EXERCISE PROMPT :: In the data that follows, every line containing the word "OutletDetails" should be returned.

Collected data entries
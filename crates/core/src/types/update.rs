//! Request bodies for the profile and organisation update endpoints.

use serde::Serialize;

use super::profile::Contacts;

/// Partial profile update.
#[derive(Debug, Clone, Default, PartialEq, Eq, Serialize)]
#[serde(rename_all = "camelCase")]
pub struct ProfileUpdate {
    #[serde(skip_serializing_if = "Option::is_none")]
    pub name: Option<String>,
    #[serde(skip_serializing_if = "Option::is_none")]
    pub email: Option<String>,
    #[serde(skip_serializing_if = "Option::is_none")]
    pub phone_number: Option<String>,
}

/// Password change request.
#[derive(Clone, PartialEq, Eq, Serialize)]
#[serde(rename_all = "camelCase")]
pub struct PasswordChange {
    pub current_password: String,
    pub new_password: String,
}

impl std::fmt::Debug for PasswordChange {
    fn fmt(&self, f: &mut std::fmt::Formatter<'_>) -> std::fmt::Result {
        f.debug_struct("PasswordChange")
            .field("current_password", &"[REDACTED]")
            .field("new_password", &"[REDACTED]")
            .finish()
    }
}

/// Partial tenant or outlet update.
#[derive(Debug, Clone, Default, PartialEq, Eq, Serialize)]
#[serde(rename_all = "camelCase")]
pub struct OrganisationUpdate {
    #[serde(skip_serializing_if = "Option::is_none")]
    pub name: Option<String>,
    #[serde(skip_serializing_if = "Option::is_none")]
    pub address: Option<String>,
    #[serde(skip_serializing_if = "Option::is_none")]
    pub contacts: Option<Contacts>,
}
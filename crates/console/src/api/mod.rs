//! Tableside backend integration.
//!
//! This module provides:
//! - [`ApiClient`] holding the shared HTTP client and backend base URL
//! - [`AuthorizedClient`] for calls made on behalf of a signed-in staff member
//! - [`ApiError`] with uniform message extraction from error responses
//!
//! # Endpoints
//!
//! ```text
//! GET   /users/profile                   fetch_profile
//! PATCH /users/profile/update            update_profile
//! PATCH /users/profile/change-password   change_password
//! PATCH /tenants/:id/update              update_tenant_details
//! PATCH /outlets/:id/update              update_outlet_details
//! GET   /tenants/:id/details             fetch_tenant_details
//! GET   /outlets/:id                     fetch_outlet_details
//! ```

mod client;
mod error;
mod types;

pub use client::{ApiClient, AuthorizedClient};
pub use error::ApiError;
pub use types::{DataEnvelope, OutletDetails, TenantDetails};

---

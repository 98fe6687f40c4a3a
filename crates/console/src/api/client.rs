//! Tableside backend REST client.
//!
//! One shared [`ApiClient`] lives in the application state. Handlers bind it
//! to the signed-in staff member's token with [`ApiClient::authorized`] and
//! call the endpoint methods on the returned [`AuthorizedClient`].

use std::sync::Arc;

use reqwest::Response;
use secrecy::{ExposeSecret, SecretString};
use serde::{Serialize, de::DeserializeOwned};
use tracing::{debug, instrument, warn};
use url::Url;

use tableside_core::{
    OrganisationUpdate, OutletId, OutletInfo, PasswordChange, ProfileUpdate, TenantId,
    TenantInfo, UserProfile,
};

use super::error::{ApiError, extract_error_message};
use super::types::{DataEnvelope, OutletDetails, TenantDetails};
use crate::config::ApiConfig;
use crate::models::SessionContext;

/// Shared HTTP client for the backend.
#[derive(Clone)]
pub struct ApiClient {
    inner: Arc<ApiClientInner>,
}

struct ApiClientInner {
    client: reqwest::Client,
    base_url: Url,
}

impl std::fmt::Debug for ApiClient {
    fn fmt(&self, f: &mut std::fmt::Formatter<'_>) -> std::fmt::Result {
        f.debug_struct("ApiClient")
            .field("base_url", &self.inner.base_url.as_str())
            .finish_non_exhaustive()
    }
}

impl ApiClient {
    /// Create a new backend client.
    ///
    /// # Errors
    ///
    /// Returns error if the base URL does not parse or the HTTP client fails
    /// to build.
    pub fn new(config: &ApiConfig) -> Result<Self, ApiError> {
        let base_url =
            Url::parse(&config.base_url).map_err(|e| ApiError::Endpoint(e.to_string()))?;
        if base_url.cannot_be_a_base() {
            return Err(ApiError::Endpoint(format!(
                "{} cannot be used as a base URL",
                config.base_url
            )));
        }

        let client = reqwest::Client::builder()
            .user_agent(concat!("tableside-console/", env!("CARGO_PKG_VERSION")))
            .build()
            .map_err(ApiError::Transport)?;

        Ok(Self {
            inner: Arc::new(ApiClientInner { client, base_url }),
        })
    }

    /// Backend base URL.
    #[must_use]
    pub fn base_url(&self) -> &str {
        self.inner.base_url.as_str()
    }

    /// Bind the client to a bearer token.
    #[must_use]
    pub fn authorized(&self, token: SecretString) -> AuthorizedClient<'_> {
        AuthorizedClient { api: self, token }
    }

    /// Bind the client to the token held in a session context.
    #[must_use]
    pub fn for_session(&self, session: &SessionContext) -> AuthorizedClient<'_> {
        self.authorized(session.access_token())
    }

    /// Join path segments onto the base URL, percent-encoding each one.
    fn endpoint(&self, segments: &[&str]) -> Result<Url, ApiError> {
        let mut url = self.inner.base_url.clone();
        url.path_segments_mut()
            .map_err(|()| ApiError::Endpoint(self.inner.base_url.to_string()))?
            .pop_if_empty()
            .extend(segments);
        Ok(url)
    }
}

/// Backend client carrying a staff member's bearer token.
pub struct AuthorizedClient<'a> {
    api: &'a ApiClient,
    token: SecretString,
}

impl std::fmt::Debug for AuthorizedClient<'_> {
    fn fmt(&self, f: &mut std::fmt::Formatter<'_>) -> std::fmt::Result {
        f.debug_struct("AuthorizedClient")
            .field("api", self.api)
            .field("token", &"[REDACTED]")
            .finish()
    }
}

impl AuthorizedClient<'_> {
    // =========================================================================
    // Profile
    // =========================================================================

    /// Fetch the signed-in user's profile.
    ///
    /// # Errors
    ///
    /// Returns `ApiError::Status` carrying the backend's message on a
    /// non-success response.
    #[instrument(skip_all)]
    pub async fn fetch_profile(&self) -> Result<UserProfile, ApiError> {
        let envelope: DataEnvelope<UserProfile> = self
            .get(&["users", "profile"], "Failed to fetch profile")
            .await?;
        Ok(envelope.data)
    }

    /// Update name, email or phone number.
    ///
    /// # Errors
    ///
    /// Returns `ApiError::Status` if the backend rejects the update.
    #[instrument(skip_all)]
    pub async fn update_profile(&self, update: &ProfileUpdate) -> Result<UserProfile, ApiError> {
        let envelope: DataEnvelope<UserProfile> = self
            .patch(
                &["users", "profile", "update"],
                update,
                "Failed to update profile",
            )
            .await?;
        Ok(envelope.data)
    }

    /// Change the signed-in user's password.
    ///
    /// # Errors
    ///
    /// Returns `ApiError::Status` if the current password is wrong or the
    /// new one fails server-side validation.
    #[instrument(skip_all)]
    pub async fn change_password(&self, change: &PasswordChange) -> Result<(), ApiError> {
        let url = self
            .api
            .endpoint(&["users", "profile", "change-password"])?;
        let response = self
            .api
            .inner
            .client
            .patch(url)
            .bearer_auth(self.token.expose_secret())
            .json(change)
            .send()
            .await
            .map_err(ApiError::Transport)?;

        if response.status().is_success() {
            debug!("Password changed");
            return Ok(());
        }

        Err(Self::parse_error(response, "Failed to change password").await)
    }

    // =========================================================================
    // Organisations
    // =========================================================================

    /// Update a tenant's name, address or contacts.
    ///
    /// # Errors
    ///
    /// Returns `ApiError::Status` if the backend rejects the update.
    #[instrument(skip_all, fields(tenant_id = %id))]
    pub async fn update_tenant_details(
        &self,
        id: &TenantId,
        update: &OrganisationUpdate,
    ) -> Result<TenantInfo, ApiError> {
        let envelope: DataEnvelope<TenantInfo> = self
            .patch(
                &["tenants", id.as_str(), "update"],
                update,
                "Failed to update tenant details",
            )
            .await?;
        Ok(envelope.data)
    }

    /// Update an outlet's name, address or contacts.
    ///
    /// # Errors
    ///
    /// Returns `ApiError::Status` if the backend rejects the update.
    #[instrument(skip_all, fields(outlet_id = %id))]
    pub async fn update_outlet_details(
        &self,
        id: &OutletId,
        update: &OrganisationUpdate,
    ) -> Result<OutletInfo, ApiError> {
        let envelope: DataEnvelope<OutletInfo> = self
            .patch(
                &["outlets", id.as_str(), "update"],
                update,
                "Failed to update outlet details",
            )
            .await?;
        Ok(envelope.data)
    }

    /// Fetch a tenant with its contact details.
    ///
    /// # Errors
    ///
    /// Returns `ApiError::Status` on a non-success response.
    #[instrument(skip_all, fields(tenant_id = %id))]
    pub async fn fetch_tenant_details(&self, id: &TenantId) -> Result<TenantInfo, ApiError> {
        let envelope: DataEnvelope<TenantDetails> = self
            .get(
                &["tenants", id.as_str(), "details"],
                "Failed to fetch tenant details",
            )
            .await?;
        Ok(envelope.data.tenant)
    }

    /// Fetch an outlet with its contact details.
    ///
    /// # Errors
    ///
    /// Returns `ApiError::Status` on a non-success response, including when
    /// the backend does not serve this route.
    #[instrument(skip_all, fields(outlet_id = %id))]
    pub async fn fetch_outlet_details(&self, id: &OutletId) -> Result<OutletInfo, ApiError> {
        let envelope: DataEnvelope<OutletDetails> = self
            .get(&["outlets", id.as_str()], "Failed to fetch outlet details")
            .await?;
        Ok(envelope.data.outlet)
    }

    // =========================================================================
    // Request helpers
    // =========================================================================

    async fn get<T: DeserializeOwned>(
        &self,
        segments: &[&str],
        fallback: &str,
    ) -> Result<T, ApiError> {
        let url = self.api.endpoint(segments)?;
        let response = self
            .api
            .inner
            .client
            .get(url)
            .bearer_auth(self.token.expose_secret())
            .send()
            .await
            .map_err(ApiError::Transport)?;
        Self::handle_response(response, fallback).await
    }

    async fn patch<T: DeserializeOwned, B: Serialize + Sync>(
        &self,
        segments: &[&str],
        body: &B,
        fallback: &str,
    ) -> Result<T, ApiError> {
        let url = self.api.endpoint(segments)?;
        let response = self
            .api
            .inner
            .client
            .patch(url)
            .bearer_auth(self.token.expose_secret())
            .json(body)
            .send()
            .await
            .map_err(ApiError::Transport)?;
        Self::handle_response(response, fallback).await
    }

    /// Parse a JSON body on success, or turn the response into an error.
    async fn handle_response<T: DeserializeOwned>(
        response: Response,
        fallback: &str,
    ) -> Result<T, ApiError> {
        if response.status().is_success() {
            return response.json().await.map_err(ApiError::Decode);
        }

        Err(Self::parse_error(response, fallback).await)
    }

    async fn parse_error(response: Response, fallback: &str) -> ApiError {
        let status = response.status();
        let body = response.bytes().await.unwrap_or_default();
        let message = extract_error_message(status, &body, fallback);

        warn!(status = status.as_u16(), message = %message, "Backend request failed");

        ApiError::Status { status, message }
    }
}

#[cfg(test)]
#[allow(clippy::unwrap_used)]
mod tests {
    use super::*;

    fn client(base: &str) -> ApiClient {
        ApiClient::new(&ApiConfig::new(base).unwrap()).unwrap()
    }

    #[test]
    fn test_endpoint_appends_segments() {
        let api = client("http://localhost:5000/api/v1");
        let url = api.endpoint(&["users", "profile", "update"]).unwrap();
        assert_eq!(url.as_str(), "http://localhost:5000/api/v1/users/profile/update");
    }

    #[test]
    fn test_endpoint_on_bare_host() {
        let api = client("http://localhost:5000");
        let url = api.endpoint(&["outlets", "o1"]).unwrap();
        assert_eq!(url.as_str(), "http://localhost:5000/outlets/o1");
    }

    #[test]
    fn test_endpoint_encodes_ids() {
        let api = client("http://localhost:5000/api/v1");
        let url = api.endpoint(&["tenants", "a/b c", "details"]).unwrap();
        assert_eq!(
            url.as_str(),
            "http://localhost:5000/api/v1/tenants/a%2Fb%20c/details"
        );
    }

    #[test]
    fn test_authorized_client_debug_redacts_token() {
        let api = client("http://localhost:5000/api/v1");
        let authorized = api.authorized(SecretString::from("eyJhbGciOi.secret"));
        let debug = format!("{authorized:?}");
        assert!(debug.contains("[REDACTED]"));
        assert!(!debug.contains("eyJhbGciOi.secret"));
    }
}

---

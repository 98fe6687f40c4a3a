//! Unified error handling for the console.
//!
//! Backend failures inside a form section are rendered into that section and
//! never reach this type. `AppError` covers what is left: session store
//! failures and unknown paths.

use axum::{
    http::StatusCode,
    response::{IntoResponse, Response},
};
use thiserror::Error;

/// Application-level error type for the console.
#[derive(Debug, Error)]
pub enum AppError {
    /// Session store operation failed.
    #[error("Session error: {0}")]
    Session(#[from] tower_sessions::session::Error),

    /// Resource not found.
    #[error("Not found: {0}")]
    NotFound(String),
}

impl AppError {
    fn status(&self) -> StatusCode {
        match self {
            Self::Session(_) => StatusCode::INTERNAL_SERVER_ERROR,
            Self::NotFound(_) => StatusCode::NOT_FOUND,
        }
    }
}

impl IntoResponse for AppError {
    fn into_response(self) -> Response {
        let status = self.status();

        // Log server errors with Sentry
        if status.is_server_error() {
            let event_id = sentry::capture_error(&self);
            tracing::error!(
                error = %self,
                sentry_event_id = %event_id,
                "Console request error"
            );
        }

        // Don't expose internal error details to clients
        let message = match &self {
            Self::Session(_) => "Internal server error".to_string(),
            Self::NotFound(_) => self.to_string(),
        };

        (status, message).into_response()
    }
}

EXERCISE ANSWER ::
pub use types::{DataEnvelope, OutletDetails, TenantDetails};
use super::types::{DataEnvelope, OutletDetails, TenantDetails};
        let envelope: DataEnvelope<OutletDetails> = self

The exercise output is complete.